[Dataset records]
===
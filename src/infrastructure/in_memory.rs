//! Thread-safe in-memory adapter for all three storage ports.
//!
//! Each logical table sits behind its own `tokio::sync::RwLock`; the journal
//! keeps headers and lines under one lock so the header+lines insert and the
//! status transition are atomic to readers. Sequence counters get a mutex
//! per row, so unrelated (tenant, cooperative, name) keys never contend.

use std::collections::HashMap;
use std::sync::Arc;

use async_trait::async_trait;
use chrono::NaiveDate;
use tokio::sync::{Mutex, RwLock};

use crate::domain::account::{Account, AccountCategory};
use crate::domain::ids::{AccountId, CategoryId, CooperativeId, JournalEntryId};
use crate::domain::journal::{EntryStatus, EntryTransition, JournalEntry, JournalLine};
use crate::domain::ports::{AccountStore, JournalStore, SequenceStore};
use crate::domain::reports::{AccountTotals, DateRange};
use crate::domain::sequence::{CounterConfig, SequenceCounter, SequenceKey};
use crate::error::{LedgerError, Result};

#[derive(Default)]
struct AccountTable {
    rows: HashMap<AccountId, Account>,
    by_code: HashMap<(CooperativeId, String), AccountId>,
    children: HashMap<AccountId, Vec<AccountId>>,
}

#[derive(Default)]
struct JournalTable {
    entries: HashMap<JournalEntryId, JournalEntry>,
    lines: HashMap<JournalEntryId, Vec<JournalLine>>,
    by_number: HashMap<(CooperativeId, String), JournalEntryId>,
}

/// In-memory store backing tests and single-process deployments.
#[derive(Default, Clone)]
pub struct InMemoryStore {
    categories: Arc<RwLock<HashMap<CategoryId, AccountCategory>>>,
    accounts: Arc<RwLock<AccountTable>>,
    journal: Arc<RwLock<JournalTable>>,
    counters: Arc<RwLock<HashMap<SequenceKey, Arc<Mutex<SequenceCounter>>>>>,
}

impl InMemoryStore {
    pub fn new() -> Self {
        Self::default()
    }
}

#[async_trait]
impl AccountStore for InMemoryStore {
    async fn insert_category(&self, category: AccountCategory) -> Result<()> {
        let mut categories = self.categories.write().await;
        categories.insert(category.id, category);
        Ok(())
    }

    async fn get_category(&self, id: CategoryId) -> Result<Option<AccountCategory>> {
        let categories = self.categories.read().await;
        Ok(categories.get(&id).cloned())
    }

    async fn list_categories(&self) -> Result<Vec<AccountCategory>> {
        let categories = self.categories.read().await;
        let mut all: Vec<AccountCategory> = categories.values().cloned().collect();
        all.sort_by_key(|c| c.display_order);
        Ok(all)
    }

    async fn insert_account(&self, account: Account) -> Result<()> {
        let mut table = self.accounts.write().await;
        let code_key = (account.cooperative_id, account.code.clone());
        if table.by_code.contains_key(&code_key) {
            return Err(LedgerError::DuplicateCode {
                cooperative_id: account.cooperative_id,
                code: account.code,
            });
        }
        if let Some(parent_id) = account.parent_id {
            table.children.entry(parent_id).or_default().push(account.id);
        }
        table.by_code.insert(code_key, account.id);
        table.rows.insert(account.id, account);
        Ok(())
    }

    async fn update_account(&self, account: Account) -> Result<()> {
        let mut table = self.accounts.write().await;
        let stored = table
            .rows
            .get_mut(&account.id)
            .ok_or_else(|| LedgerError::not_found(format!("account {}", account.id)))?;
        // Code, parent, and category are frozen at creation; the code check
        // also keeps the by_code index consistent.
        if stored.code != account.code {
            return Err(LedgerError::Conflict(
                "account code is immutable".to_string(),
            ));
        }
        *stored = account;
        Ok(())
    }

    async fn get_account(&self, id: AccountId) -> Result<Option<Account>> {
        let table = self.accounts.read().await;
        Ok(table.rows.get(&id).cloned())
    }

    async fn get_by_code(
        &self,
        cooperative_id: CooperativeId,
        code: &str,
    ) -> Result<Option<Account>> {
        let table = self.accounts.read().await;
        Ok(table
            .by_code
            .get(&(cooperative_id, code.to_string()))
            .and_then(|id| table.rows.get(id))
            .cloned())
    }

    async fn list_accounts(&self, cooperative_id: CooperativeId) -> Result<Vec<Account>> {
        let table = self.accounts.read().await;
        Ok(table
            .rows
            .values()
            .filter(|a| a.cooperative_id == cooperative_id)
            .cloned()
            .collect())
    }

    async fn children_of(&self, id: AccountId) -> Result<Vec<Account>> {
        let table = self.accounts.read().await;
        Ok(table
            .children
            .get(&id)
            .map(|ids| {
                ids.iter()
                    .filter_map(|child| table.rows.get(child))
                    .cloned()
                    .collect()
            })
            .unwrap_or_default())
    }
}

#[async_trait]
impl JournalStore for InMemoryStore {
    async fn insert_entry(&self, entry: JournalEntry, lines: Vec<JournalLine>) -> Result<()> {
        let mut table = self.journal.write().await;
        let number_key = (entry.cooperative_id, entry.number.clone());
        if table.by_number.contains_key(&number_key) {
            return Err(LedgerError::Conflict(format!(
                "journal number {} already exists",
                entry.number
            )));
        }
        table.by_number.insert(number_key, entry.id);
        table.lines.insert(entry.id, lines);
        table.entries.insert(entry.id, entry);
        Ok(())
    }

    async fn get_entry(&self, id: JournalEntryId) -> Result<Option<JournalEntry>> {
        let table = self.journal.read().await;
        Ok(table.entries.get(&id).cloned())
    }

    async fn get_by_number(
        &self,
        cooperative_id: CooperativeId,
        number: &str,
    ) -> Result<Option<JournalEntry>> {
        let table = self.journal.read().await;
        Ok(table
            .by_number
            .get(&(cooperative_id, number.to_string()))
            .and_then(|id| table.entries.get(id))
            .cloned())
    }

    async fn entry_lines(&self, id: JournalEntryId) -> Result<Vec<JournalLine>> {
        let table = self.journal.read().await;
        Ok(table.lines.get(&id).cloned().unwrap_or_default())
    }

    async fn transition_entry(
        &self,
        id: JournalEntryId,
        transition: EntryTransition,
    ) -> Result<JournalEntry> {
        let mut table = self.journal.write().await;
        let entry = table
            .entries
            .get_mut(&id)
            .ok_or_else(|| LedgerError::not_found(format!("journal entry {id}")))?;
        entry.apply_transition(&transition)?;
        Ok(entry.clone())
    }

    async fn sum_posted_by_account(
        &self,
        cooperative_id: CooperativeId,
        range: DateRange,
    ) -> Result<Vec<AccountTotals>> {
        let table = self.journal.read().await;
        let mut by_account: HashMap<AccountId, AccountTotals> = HashMap::new();
        for entry in table.entries.values() {
            if entry.cooperative_id != cooperative_id
                || entry.status != EntryStatus::Posted
                || !range.contains(entry.date)
            {
                continue;
            }
            for line in table.lines.get(&entry.id).into_iter().flatten() {
                let totals = by_account
                    .entry(line.account_id)
                    .or_insert_with(|| AccountTotals::zero(line.account_id));
                totals.total_debit += line.debit.value();
                totals.total_kredit += line.kredit.value();
            }
        }
        Ok(by_account.into_values().collect())
    }

    async fn sum_posted_for_account(
        &self,
        account_id: AccountId,
        range: DateRange,
    ) -> Result<AccountTotals> {
        let table = self.journal.read().await;
        let mut totals = AccountTotals::zero(account_id);
        for entry in table.entries.values() {
            if entry.status != EntryStatus::Posted || !range.contains(entry.date) {
                continue;
            }
            for line in table.lines.get(&entry.id).into_iter().flatten() {
                if line.account_id == account_id {
                    totals.total_debit += line.debit.value();
                    totals.total_kredit += line.kredit.value();
                }
            }
        }
        Ok(totals)
    }
}

#[async_trait]
impl SequenceStore for InMemoryStore {
    async fn advance(
        &self,
        key: &SequenceKey,
        config: &CounterConfig,
        today: NaiveDate,
    ) -> Result<u64> {
        // Row-level lock: the map lock is only held to fetch or create the
        // cell, then dropped before the per-counter critical section.
        let cell = {
            let mut counters = self.counters.write().await;
            match counters.get(key) {
                Some(cell) => Arc::clone(cell),
                None => {
                    let counter = SequenceCounter::open(config, today);
                    let cell = Arc::new(Mutex::new(counter));
                    counters.insert(key.clone(), Arc::clone(&cell));
                    return Ok(1);
                }
            }
        };
        let mut counter = cell.lock().await;
        Ok(counter.advance(today))
    }
}

#[cfg(test)]
mod tests {
    use super::*;
    use crate::domain::account::{CategoryType, NormalBalance};
    use crate::domain::ids::{JournalLineId, TenantId, UserId};
    use crate::domain::money::Amount;
    use crate::domain::sequence::ResetPeriod;
    use rust_decimal_macros::dec;

    fn account(cooperative_id: CooperativeId, code: &str) -> Account {
        Account {
            id: AccountId::new(),
            cooperative_id,
            code: code.to_string(),
            name: format!("Account {code}"),
            description: None,
            category_id: CategoryId::new(),
            parent_id: None,
            level: 0,
            normal_balance: NormalBalance::Debit,
            is_cash: false,
            is_active: true,
        }
    }

    fn draft(cooperative_id: CooperativeId, number: &str, date: NaiveDate) -> JournalEntry {
        JournalEntry {
            id: JournalEntryId::new(),
            tenant_id: TenantId::new(),
            cooperative_id,
            number: number.to_string(),
            date,
            reference: None,
            description: None,
            total_debit: Amount::new(dec!(100)).unwrap(),
            total_kredit: Amount::new(dec!(100)).unwrap(),
            status: EntryStatus::Draft,
            created_by: UserId::new(),
            posted_by: None,
            posted_at: None,
        }
    }

    fn line(entry: &JournalEntry, account_id: AccountId, debit: Amount, kredit: Amount) -> JournalLine {
        JournalLine {
            id: JournalLineId::new(),
            entry_id: entry.id,
            account_id,
            description: None,
            debit,
            kredit,
        }
    }

    #[tokio::test]
    async fn duplicate_code_is_rejected_per_cooperative() {
        let store = InMemoryStore::new();
        let coop = CooperativeId::new();
        store.insert_account(account(coop, "1000")).await.unwrap();

        let err = store.insert_account(account(coop, "1000")).await.unwrap_err();
        assert!(matches!(err, LedgerError::DuplicateCode { .. }));

        // Same code in another cooperative is fine.
        store
            .insert_account(account(CooperativeId::new(), "1000"))
            .await
            .unwrap();
    }

    #[tokio::test]
    async fn children_index_tracks_parent_edges() {
        let store = InMemoryStore::new();
        let coop = CooperativeId::new();
        let parent = account(coop, "1000");
        let mut child = account(coop, "1100");
        child.parent_id = Some(parent.id);
        child.level = 1;

        store.insert_account(parent.clone()).await.unwrap();
        store.insert_account(child.clone()).await.unwrap();

        let children = store.children_of(parent.id).await.unwrap();
        assert_eq!(children, vec![child]);
    }

    #[tokio::test]
    async fn update_preserves_code_index() {
        let store = InMemoryStore::new();
        let coop = CooperativeId::new();
        let mut stored = account(coop, "1000");
        store.insert_account(stored.clone()).await.unwrap();

        stored.code = "9999".to_string();
        assert!(matches!(
            store.update_account(stored).await,
            Err(LedgerError::Conflict(_))
        ));
    }

    #[tokio::test]
    async fn entry_insert_is_atomic_with_lines() {
        let store = InMemoryStore::new();
        let coop = CooperativeId::new();
        let acct = account(coop, "1000");
        let date = NaiveDate::from_ymd_opt(2026, 8, 8).unwrap();
        let entry = draft(coop, "JRN/202608/0001", date);
        let lines = vec![
            line(&entry, acct.id, Amount::new(dec!(100)).unwrap(), Amount::ZERO),
            line(&entry, acct.id, Amount::ZERO, Amount::new(dec!(100)).unwrap()),
        ];

        store.insert_entry(entry.clone(), lines).await.unwrap();
        assert_eq!(store.entry_lines(entry.id).await.unwrap().len(), 2);
        assert_eq!(
            store
                .get_by_number(coop, "JRN/202608/0001")
                .await
                .unwrap()
                .unwrap()
                .id,
            entry.id
        );
    }

    #[tokio::test]
    async fn sums_ignore_unposted_entries() {
        let store = InMemoryStore::new();
        let coop = CooperativeId::new();
        let acct = account(coop, "1000");
        let date = NaiveDate::from_ymd_opt(2026, 8, 8).unwrap();

        let entry = draft(coop, "JRN/202608/0001", date);
        let lines = vec![
            line(&entry, acct.id, Amount::new(dec!(100)).unwrap(), Amount::ZERO),
            line(&entry, acct.id, Amount::ZERO, Amount::new(dec!(100)).unwrap()),
        ];
        store.insert_entry(entry.clone(), lines).await.unwrap();

        let totals = store
            .sum_posted_for_account(acct.id, DateRange::through(date))
            .await
            .unwrap();
        assert_eq!(totals.total_debit, dec!(0));

        store
            .transition_entry(
                entry.id,
                EntryTransition::Post {
                    by: UserId::new(),
                    at: chrono::Utc::now(),
                },
            )
            .await
            .unwrap();

        let totals = store
            .sum_posted_for_account(acct.id, DateRange::through(date))
            .await
            .unwrap();
        assert_eq!(totals.total_debit, dec!(100));
        assert_eq!(totals.total_kredit, dec!(100));
    }

    #[tokio::test]
    async fn counter_rows_are_independent() {
        let store = InMemoryStore::new();
        let today = NaiveDate::from_ymd_opt(2026, 8, 8).unwrap();
        let config = CounterConfig {
            step: 1,
            reset: ResetPeriod::Never,
        };
        let tenant = TenantId::new();
        let key_a = SequenceKey::new(tenant, CooperativeId::new(), "journal");
        let key_b = SequenceKey::new(tenant, CooperativeId::new(), "journal");

        assert_eq!(store.advance(&key_a, &config, today).await.unwrap(), 1);
        assert_eq!(store.advance(&key_a, &config, today).await.unwrap(), 2);
        assert_eq!(store.advance(&key_b, &config, today).await.unwrap(), 1);
    }
}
===
### INSTRUCTIONS FOR THE TASK
In the data above, find each line that uses the string "AccountStore". Copy it.

### EXERCISE SOLUTION
use crate::domain::ports::{AccountStore, JournalStore, SequenceStore};
impl AccountStore for InMemoryStore {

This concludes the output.